Maxine McNair, 77, has two grown daughters, both born after Denise died. Of the church bombers, she says, “I don’t hate them. I feel sorry for them.” Her husband, Chris McNair, the owner of a photography studio, became the city’s first black representative in the state legislature and was a longtime Jefferson County commissioner. Until he retired from politics in 2001, he avoided public discussion of Denise “because people would say—and did say—I was using it to advance my own cause.” As this issue of Smithsonian went to press, McNair, 80, was facing trial on charges that he accepted bribes from a sewer contractor while in office.
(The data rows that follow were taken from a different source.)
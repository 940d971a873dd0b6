//! Component synthesis: from an annotated Python function to a staged
//! descriptor, and from a staged descriptor to the final component
//! artifacts (descriptor + executable task script).

pub mod formalize;
pub mod scaffold;

pub use formalize::formalize;
pub use scaffold::create_component_scaffold;
//! The Component Synthesizer.
//!
//! Extracts a declared component function into a staged descriptor: name,
//! description and normalized inputs from the parsed function, plus the
//! two-part bootstrap command that installs declared packages at container
//! start and then hands over to the captured function source. The real
//! image reference is not assigned here; staging records the placeholder.

use tera::{Context, Tera};

use crate::config::ProjectLayout;
use crate::error::ComponentError;
use crate::manifest::ComponentDecl;
use crate::source::FunctionDefinition;
use crate::spec::{normalize, ComponentSpec};
use crate::utils;

/// Bootstrap shell snippet run as the container entrypoint while the
/// component is staged. Installing at run time keeps the image build
/// trivial at the cost of a slower cold start; the formalizer later
/// replaces this with the canonical launch command.
const INSTALL_BOOTSTRAP_TEMPLATE: &str = r#"if ! [ -x "$(command -v pip)" ]; then
    python3 -m ensurepip || python3 -m ensurepip --user || apt-get install python3-pip
fi
PIP_DISABLE_PIP_VERSION_CHECK=1 python3 -m pip install --quiet \
    --no-warn-script-location {{ package_list }} && "$0" "$@"

"#;

/// Renders the dependency-bootstrap snippet for the declared packages.
pub fn bootstrap_snippet(packages: &[String]) -> Result<String, ComponentError> {
    let package_list = packages
        .iter()
        .map(|package| format!("'{package}'"))
        .collect::<Vec<_>>()
        .join(" ");
    let mut context = Context::new();
    context.insert("package_list", &package_list);
    Ok(Tera::one_off(INSTALL_BOOTSTRAP_TEMPLATE, &context, false)?)
}

/// Synthesizes a component from its declaration and writes the staged
/// descriptor, keyed by component name.
///
/// Fails before writing anything if a parameter is missing its type
/// annotation or the parameter list does not normalize.
pub fn create_component_scaffold(
    decl: &ComponentDecl,
    layout: &ProjectLayout,
) -> Result<ComponentSpec, ComponentError> {
    let function = FunctionDefinition::from_file(&decl.source)?;
    let inputs = normalize(&function.parameters)?;
    let command = vec![
        "sh".to_string(),
        "-c".to_string(),
        bootstrap_snippet(&decl.packages)?,
        function.custom_code(),
    ];
    let spec = ComponentSpec::staged(
        function.name.clone(),
        function.description.clone(),
        inputs,
        command,
        decl.image.clone(),
    );

    let staged_path = layout.staged_component(&spec.name);
    utils::write_file(&staged_path, &serde_yaml::to_string(&spec)?)?;
    Ok(spec)
}

#[cfg(test)]
mod tests {
    use super::*;
    use crate::spec::IMAGE_PLACEHOLDER;
    use std::path::Path;
    use tempfile::TempDir;

    fn write_component_source(dir: &Path) -> ComponentDecl {
        let source = dir.join("create_dataset.py");
        utils::write_file(
            &source,
            r#"import pandas as pd

def create_dataset(bq_table: str, data_path: str, project_id: str):
    """Loads data."""
    pass
"#,
        )
        .expect("write source");
        ComponentDecl {
            source,
            packages: vec!["pandas".to_string(), "google-cloud-bigquery".to_string()],
            image: None,
        }
    }

    #[test]
    fn test_scaffold_stages_descriptor_with_placeholder_image() {
        let dir = TempDir::new().expect("tempdir");
        let layout = ProjectLayout::new(dir.path());
        let decl = write_component_source(dir.path());

        let spec = create_component_scaffold(&decl, &layout).expect("scaffold succeeds");
        assert_eq!(spec.name, "create_dataset");
        assert_eq!(spec.implementation.container.image, IMAGE_PLACEHOLDER);
        assert_eq!(spec.inputs.len(), 3);
        assert!(spec.inputs.iter().all(|p| p.param_type == "String"));
        assert!(layout.staged_component("create_dataset").is_file());
    }

    #[test]
    fn test_scaffold_command_carries_bootstrap_and_source() {
        let dir = TempDir::new().expect("tempdir");
        let layout = ProjectLayout::new(dir.path());
        let decl = write_component_source(dir.path());

        let spec = create_component_scaffold(&decl, &layout).expect("scaffold succeeds");
        let command = &spec.implementation.container.command;
        assert_eq!(command[0], "sh");
        assert_eq!(command[1], "-c");
        assert!(command[2].contains("'pandas' 'google-cloud-bigquery'"));
        assert!(command[2].contains("ensurepip"));
        assert!(command[3].contains("def create_dataset("));
        assert!(command[3].starts_with("import pandas as pd"));
    }

    #[test]
    fn test_scaffold_fails_on_missing_annotation_before_writing() {
        let dir = TempDir::new().expect("tempdir");
        let layout = ProjectLayout::new(dir.path());
        let source = dir.path().join("bad.py");
        utils::write_file(&source, "def bad(data_path):\n    pass\n").expect("write source");
        let decl = ComponentDecl {
            source,
            packages: vec![],
            image: None,
        };

        let err = create_component_scaffold(&decl, &layout).expect_err("must fail");
        assert!(err.to_string().contains("data_path"));
        assert!(!layout.staged_component("bad").exists());
    }

    #[test]
    fn test_scaffold_keeps_image_override() {
        let dir = TempDir::new().expect("tempdir");
        let layout = ProjectLayout::new(dir.path());
        let mut decl = write_component_source(dir.path());
        decl.image = Some("us-docker.pkg.dev/my/own/image:1".to_string());

        let spec = create_component_scaffold(&decl, &layout).expect("scaffold succeeds");
        assert_eq!(
            spec.base_image_override.as_deref(),
            Some("us-docker.pkg.dev/my/own/image:1")
        );
    }
}
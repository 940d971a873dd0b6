//! The component descriptor model.
//!
//! A `ComponentSpec` is the intermediate representation of one pipeline
//! step. It is created in staging form (image sentinel, bootstrap command
//! carrying the captured function source) and rewritten into its final form
//! (registry image reference, canonical launch command) at formalization.

use serde::{Deserialize, Serialize};

use crate::spec::params::ParameterSpec;

/// Image sentinel recorded on a staged descriptor before formalization.
pub const IMAGE_PLACEHOLDER: &str = "TBD";

/// Container execution details of a component.
#[derive(Debug, Clone, PartialEq, Serialize, Deserialize)]
pub struct Container {
    /// Image reference; [`IMAGE_PLACEHOLDER`] until formalized.
    pub image: String,
    /// Startup command. Staged: a `sh -c` bootstrap plus the captured
    /// function source. Final: `python3 /pipelines/component/src/<name>.py`.
    pub command: Vec<String>,
    /// Fixed two-flag argument convention. The executor input value is a
    /// runtime-injected placeholder mapping, so entries are raw YAML values.
    pub args: Vec<serde_yaml::Value>,
}

/// Implementation section of a component descriptor.
#[derive(Debug, Clone, PartialEq, Serialize, Deserialize)]
pub struct Implementation {
    pub container: Container,
}

/// The structured descriptor of one pipeline step.
#[derive(Debug, Clone, PartialEq, Serialize, Deserialize)]
pub struct ComponentSpec {
    /// Display and on-disk identifier; must be unique within a pipeline.
    pub name: String,
    #[serde(default, skip_serializing_if = "Option::is_none")]
    pub description: Option<String>,
    /// Ordered, normalized input parameters.
    pub inputs: Vec<ParameterSpec>,
    pub implementation: Implementation,
    /// Per-component image override declared in the manifest. Carried on
    /// the staged descriptor only; consumed and removed at formalization.
    #[serde(default, skip_serializing_if = "Option::is_none")]
    pub base_image_override: Option<String>,
}

impl ComponentSpec {
    /// Creates a staged component spec with the image sentinel in place.
    pub fn staged(
        name: impl Into<String>,
        description: Option<String>,
        inputs: Vec<ParameterSpec>,
        command: Vec<String>,
        base_image_override: Option<String>,
    ) -> Self {
        let name = name.into();
        let args = executor_args(&name);
        Self {
            name,
            description,
            inputs,
            implementation: Implementation {
                container: Container {
                    image: IMAGE_PLACEHOLDER.to_string(),
                    command,
                    args,
                },
            },
            base_image_override,
        }
    }

    /// The captured custom source code, stored as the last command element
    /// of a staged descriptor.
    pub fn custom_code(&self) -> Option<&str> {
        self.implementation
            .container
            .command
            .last()
            .map(String::as_str)
    }
}

/// Builds the fixed `--executor_input` / `--function_to_execute` argument
/// list for a component.
pub fn executor_args(name: &str) -> Vec<serde_yaml::Value> {
    let mut placeholder = serde_yaml::Mapping::new();
    placeholder.insert(
        serde_yaml::Value::String("executorInput".to_string()),
        serde_yaml::Value::Null,
    );
    vec![
        serde_yaml::Value::String("--executor_input".to_string()),
        serde_yaml::Value::Mapping(placeholder),
        serde_yaml::Value::String("--function_to_execute".to_string()),
        serde_yaml::Value::String(name.to_string()),
    ]
}

#[cfg(test)]
mod tests {
    use super::*;
    use crate::spec::params::DEFAULT_DESCRIPTION;

    fn sample_spec() -> ComponentSpec {
        ComponentSpec::staged(
            "create_dataset",
            Some("Loads data.".to_string()),
            vec![ParameterSpec {
                name: "bq_table".to_string(),
                param_type: "String".to_string(),
                description: DEFAULT_DESCRIPTION.to_string(),
            }],
            vec![
                "sh".to_string(),
                "-c".to_string(),
                "pip install pandas".to_string(),
                "def create_dataset(bq_table: str):\n    pass\n".to_string(),
            ],
            None,
        )
    }

    #[test]
    fn test_staged_spec_uses_image_placeholder() {
        let spec = sample_spec();
        assert_eq!(spec.implementation.container.image, IMAGE_PLACEHOLDER);
    }

    #[test]
    fn test_custom_code_is_last_command_element() {
        let spec = sample_spec();
        assert!(spec.custom_code().expect("code present").starts_with("def create_dataset"));
    }

    #[test]
    fn test_executor_args_convention() {
        let args = executor_args("create_dataset");
        assert_eq!(args.len(), 4);
        assert_eq!(args[0], serde_yaml::Value::String("--executor_input".into()));
        assert_eq!(args[2], serde_yaml::Value::String("--function_to_execute".into()));
        assert_eq!(args[3], serde_yaml::Value::String("create_dataset".into()));
    }

    #[test]
    fn test_descriptor_yaml_round_trip() {
        let spec = sample_spec();
        let yaml = serde_yaml::to_string(&spec).expect("serialize");
        let back: ComponentSpec = serde_yaml::from_str(&yaml).expect("deserialize");
        assert_eq!(back, spec);
        // The override field must not appear when unset.
        assert!(!yaml.contains("base_image_override"));
    }
}
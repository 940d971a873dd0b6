//! The Component Formalizer.
//!
//! Resolves a staged descriptor into its final, permanent form: fixes the
//! container image reference (shared base image, or the per-component
//! override), replaces the bootstrap command with the canonical launch
//! command, and emits the two final artifacts - the component descriptor
//! and the executable task script.

use std::path::Path;

use tera::{Context, Tera};

use crate::config::{DefaultsConfig, ProjectLayout, GENERATED_LICENSE};
use crate::error::ComponentError;
use crate::spec::component::{executor_args, ComponentSpec};
use crate::utils;

/// The executable task script. The generated script dispatches through a
/// closed registry built at generation time, so a single image can run any
/// one of several functions selected by `--function_to_execute`.
const TASK_SCRIPT_TEMPLATE: &str = r#"{{ license }}import argparse
import json

from kfp.v2.components import executor

{{ custom_code }}
_FUNCTION_REGISTRY = {
    '{{ name }}': {{ name }},
}

def main():
    """Main executor."""
    parser = argparse.ArgumentParser()
    parser.add_argument('--executor_input', type=str)
    parser.add_argument('--function_to_execute', type=str)

    args, _ = parser.parse_known_args()
    executor_input = json.loads(args.executor_input)
    function_to_execute = _FUNCTION_REGISTRY[args.function_to_execute]

    executor.Executor(
        executor_input=executor_input,
        function_to_execute=function_to_execute).execute()

if __name__ == '__main__':
    main()
"#;

/// Formalizes one staged component descriptor.
///
/// Writes the final descriptor under `components/<name>/component.yaml`
/// and the task script under `components/component_base/src/<name>.py`,
/// then returns the final spec.
pub fn formalize(
    staged_path: &Path,
    layout: &ProjectLayout,
    defaults: &DefaultsConfig,
    use_vendor_spec: bool,
) -> Result<ComponentSpec, ComponentError> {
    if !staged_path.is_file() {
        return Err(ComponentError::ScaffoldNotFound(
            staged_path.display().to_string(),
        ));
    }
    let text = utils::read_file(staged_path)?;
    let mut spec: ComponentSpec = serde_yaml::from_str(&text)?;

    if use_vendor_spec {
        spec.name = spec.name.replace(' ', "_").to_lowercase();
    }
    let custom_code = spec
        .custom_code()
        .ok_or_else(|| ComponentError::MissingSource(spec.name.clone()))?
        .to_string();

    write_task_script(&spec.name, &custom_code, layout)?;

    // The staged bootstrap command collapses into the canonical launch
    // command now that the final image is known.
    let container = &mut spec.implementation.container;
    container.image = spec
        .base_image_override
        .take()
        .unwrap_or_else(|| defaults.component_base_image());
    container.command = vec![
        "python3".to_string(),
        format!("/pipelines/component/src/{}.py", spec.name),
    ];
    container.args = executor_args(&spec.name);

    let descriptor_path = layout.component_descriptor(&spec.name);
    let mut contents = String::from(GENERATED_LICENSE);
    contents.push_str(&serde_yaml::to_string(&spec)?);
    utils::write_file(&descriptor_path, &contents)?;
    Ok(spec)
}

/// Renders and writes the executable task script for a component.
fn write_task_script(
    name: &str,
    custom_code: &str,
    layout: &ProjectLayout,
) -> Result<(), ComponentError> {
    let mut context = Context::new();
    context.insert("license", GENERATED_LICENSE);
    context.insert("name", name);
    context.insert("custom_code", custom_code);
    let script = Tera::one_off(TASK_SCRIPT_TEMPLATE, &context, false)?;
    utils::write_file(&layout.task_script(name), &script)?;
    Ok(())
}

#[cfg(test)]
mod tests {
    use super::*;
    use crate::component::scaffold::create_component_scaffold;
    use crate::config::tests::test_defaults;
    use crate::manifest::ComponentDecl;
    use tempfile::TempDir;

    fn stage_component(dir: &Path, layout: &ProjectLayout) -> ComponentSpec {
        let source = dir.join("create_dataset.py");
        utils::write_file(
            &source,
            r#"def create_dataset(bq_table: str, data_path: str, project_id: str):
    """Loads data."""
    pass
"#,
        )
        .expect("write source");
        let decl = ComponentDecl {
            source,
            packages: vec!["pandas".to_string()],
            image: None,
        };
        create_component_scaffold(&decl, layout).expect("scaffold")
    }

    #[test]
    fn test_formalize_rewrites_image_and_command() {
        let dir = TempDir::new().expect("tempdir");
        let layout = ProjectLayout::new(dir.path());
        let defaults = test_defaults();
        stage_component(dir.path(), &layout);

        let spec = formalize(
            &layout.staged_component("create_dataset"),
            &layout,
            &defaults,
            false,
        )
        .expect("formalize succeeds");
        assert_eq!(
            spec.implementation.container.image,
            "us-central1-docker.pkg.dev/my-project/vertex-mlops-af/components/component_base:latest"
        );
        assert_eq!(
            spec.implementation.container.command,
            vec![
                "python3".to_string(),
                "/pipelines/component/src/create_dataset.py".to_string()
            ]
        );
    }

    #[test]
    fn test_formalized_descriptor_round_trips() {
        let dir = TempDir::new().expect("tempdir");
        let layout = ProjectLayout::new(dir.path());
        let defaults = test_defaults();
        stage_component(dir.path(), &layout);
        formalize(
            &layout.staged_component("create_dataset"),
            &layout,
            &defaults,
            false,
        )
        .expect("formalize succeeds");

        let text = utils::read_file(&layout.component_descriptor("create_dataset"))
            .expect("descriptor exists");
        let loaded: ComponentSpec =
            serde_yaml::from_str(&text).expect("descriptor parses despite license header");
        assert_eq!(
            loaded.implementation.container.command,
            vec![
                "python3".to_string(),
                "/pipelines/component/src/create_dataset.py".to_string()
            ]
        );
        assert_eq!(loaded.base_image_override, None);
        assert_eq!(loaded.inputs.len(), 3);
    }

    #[test]
    fn test_task_script_contains_registry_dispatch() {
        let dir = TempDir::new().expect("tempdir");
        let layout = ProjectLayout::new(dir.path());
        let defaults = test_defaults();
        stage_component(dir.path(), &layout);
        formalize(
            &layout.staged_component("create_dataset"),
            &layout,
            &defaults,
            false,
        )
        .expect("formalize succeeds");

        let script =
            utils::read_file(&layout.task_script("create_dataset")).expect("script exists");
        assert!(script.contains("def create_dataset("));
        assert!(script.contains("'create_dataset': create_dataset,"));
        assert!(script.contains("_FUNCTION_REGISTRY[args.function_to_execute]"));
        assert!(!script.contains("globals()"));
        assert!(script.contains("--executor_input"));
        assert!(script.contains("--function_to_execute"));
    }

    #[test]
    fn test_image_override_survives_into_final_descriptor() {
        let dir = TempDir::new().expect("tempdir");
        let layout = ProjectLayout::new(dir.path());
        let defaults = test_defaults();
        let source = dir.path().join("train_model.py");
        utils::write_file(
            &source,
            "def train_model(data_path: str):\n    \"\"\"Trains.\"\"\"\n    pass\n",
        )
        .expect("write source");
        let decl = ComponentDecl {
            source,
            packages: vec![],
            image: Some("us-docker.pkg.dev/my/own/trainer:2".to_string()),
        };
        create_component_scaffold(&decl, &layout).expect("scaffold");

        let spec = formalize(
            &layout.staged_component("train_model"),
            &layout,
            &defaults,
            false,
        )
        .expect("formalize succeeds");
        assert_eq!(
            spec.implementation.container.image,
            "us-docker.pkg.dev/my/own/trainer:2"
        );
        assert_eq!(spec.base_image_override, None);
    }

    #[test]
    fn test_vendor_spec_normalizes_name() {
        let dir = TempDir::new().expect("tempdir");
        let layout = ProjectLayout::new(dir.path());
        let defaults = test_defaults();
        let source = dir.path().join("spaced.py");
        // The function name itself has no spaces; simulate a staged
        // descriptor whose display name does.
        utils::write_file(&source, "def spaced(a: int):\n    pass\n").expect("write source");
        let decl = ComponentDecl {
            source,
            packages: vec![],
            image: None,
        };
        let mut spec = create_component_scaffold(&decl, &layout).expect("scaffold");
        spec.name = "Spaced Name".to_string();
        utils::write_file(
            &layout.staged_component("spaced"),
            &serde_yaml::to_string(&spec).expect("serialize"),
        )
        .expect("rewrite staged");

        let formalized = formalize(
            &layout.staged_component("spaced"),
            &layout,
            &defaults,
            true,
        )
        .expect("formalize succeeds");
        assert_eq!(formalized.name, "spaced_name");
    }

    #[test]
    fn test_missing_scaffold_is_fatal() {
        let dir = TempDir::new().expect("tempdir");
        let layout = ProjectLayout::new(dir.path());
        let defaults = test_defaults();
        let err = formalize(
            &layout.staged_component("never_declared"),
            &layout,
            &defaults,
            false,
        )
        .expect_err("must fail");
        assert!(matches!(err, ComponentError::ScaffoldNotFound(_)));
    }
}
His lawyer, Doug Jones, is the former U.S. attorney who won convictions in 2001 and 2002 against the last two surviving Klansmen who bombed the Sixteenth Street Baptist Church. A third man, Robert Chambliss, had been convicted in 1977, and he died in prison in 1985. Last October, the city finally commemorated the four Sixteenth Street dead with plaques in City Hall. Denise’s childhood friend Condoleezza Rice presided over the unveiling.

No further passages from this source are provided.